Start of Material to process
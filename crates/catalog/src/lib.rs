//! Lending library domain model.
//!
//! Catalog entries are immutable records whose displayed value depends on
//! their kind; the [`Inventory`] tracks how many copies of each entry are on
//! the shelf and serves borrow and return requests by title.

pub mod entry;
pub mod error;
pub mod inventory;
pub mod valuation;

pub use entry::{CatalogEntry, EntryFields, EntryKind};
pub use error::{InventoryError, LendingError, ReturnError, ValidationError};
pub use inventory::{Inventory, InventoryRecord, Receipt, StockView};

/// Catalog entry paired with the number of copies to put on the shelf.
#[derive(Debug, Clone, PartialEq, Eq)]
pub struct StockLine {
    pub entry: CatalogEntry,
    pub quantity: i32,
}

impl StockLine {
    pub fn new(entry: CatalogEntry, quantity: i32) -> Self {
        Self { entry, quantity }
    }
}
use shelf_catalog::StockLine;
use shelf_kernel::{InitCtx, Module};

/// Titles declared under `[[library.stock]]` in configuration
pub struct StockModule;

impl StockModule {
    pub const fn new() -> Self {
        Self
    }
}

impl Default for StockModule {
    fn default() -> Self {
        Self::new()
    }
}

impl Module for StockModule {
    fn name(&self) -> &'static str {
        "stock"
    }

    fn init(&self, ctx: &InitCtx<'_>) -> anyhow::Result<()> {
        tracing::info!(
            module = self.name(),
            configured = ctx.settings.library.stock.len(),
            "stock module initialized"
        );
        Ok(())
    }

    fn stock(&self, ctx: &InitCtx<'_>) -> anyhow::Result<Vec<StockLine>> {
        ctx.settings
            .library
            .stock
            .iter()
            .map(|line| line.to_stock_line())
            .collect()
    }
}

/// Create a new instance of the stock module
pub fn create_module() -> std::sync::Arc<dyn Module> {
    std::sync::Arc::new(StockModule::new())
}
End of Material to process
# Problem to solve
Retype, exactly and only, the lines running from the one with "fn stock(&self, ctx: &InitCtx<'_>)" through the final line of the listing above.

# Result below
    fn stock(&self, ctx: &InitCtx<'_>) -> anyhow::Result<Vec<StockLine>> {
        ctx.settings
            .library
            .stock
            .iter()
            .map(|line| line.to_stock_line())
            .collect()
    }
}

/// Create a new instance of the stock module
pub fn create_module() -> std::sync::Arc<dyn Module> {
    std::sync::Arc::new(StockModule::new())
}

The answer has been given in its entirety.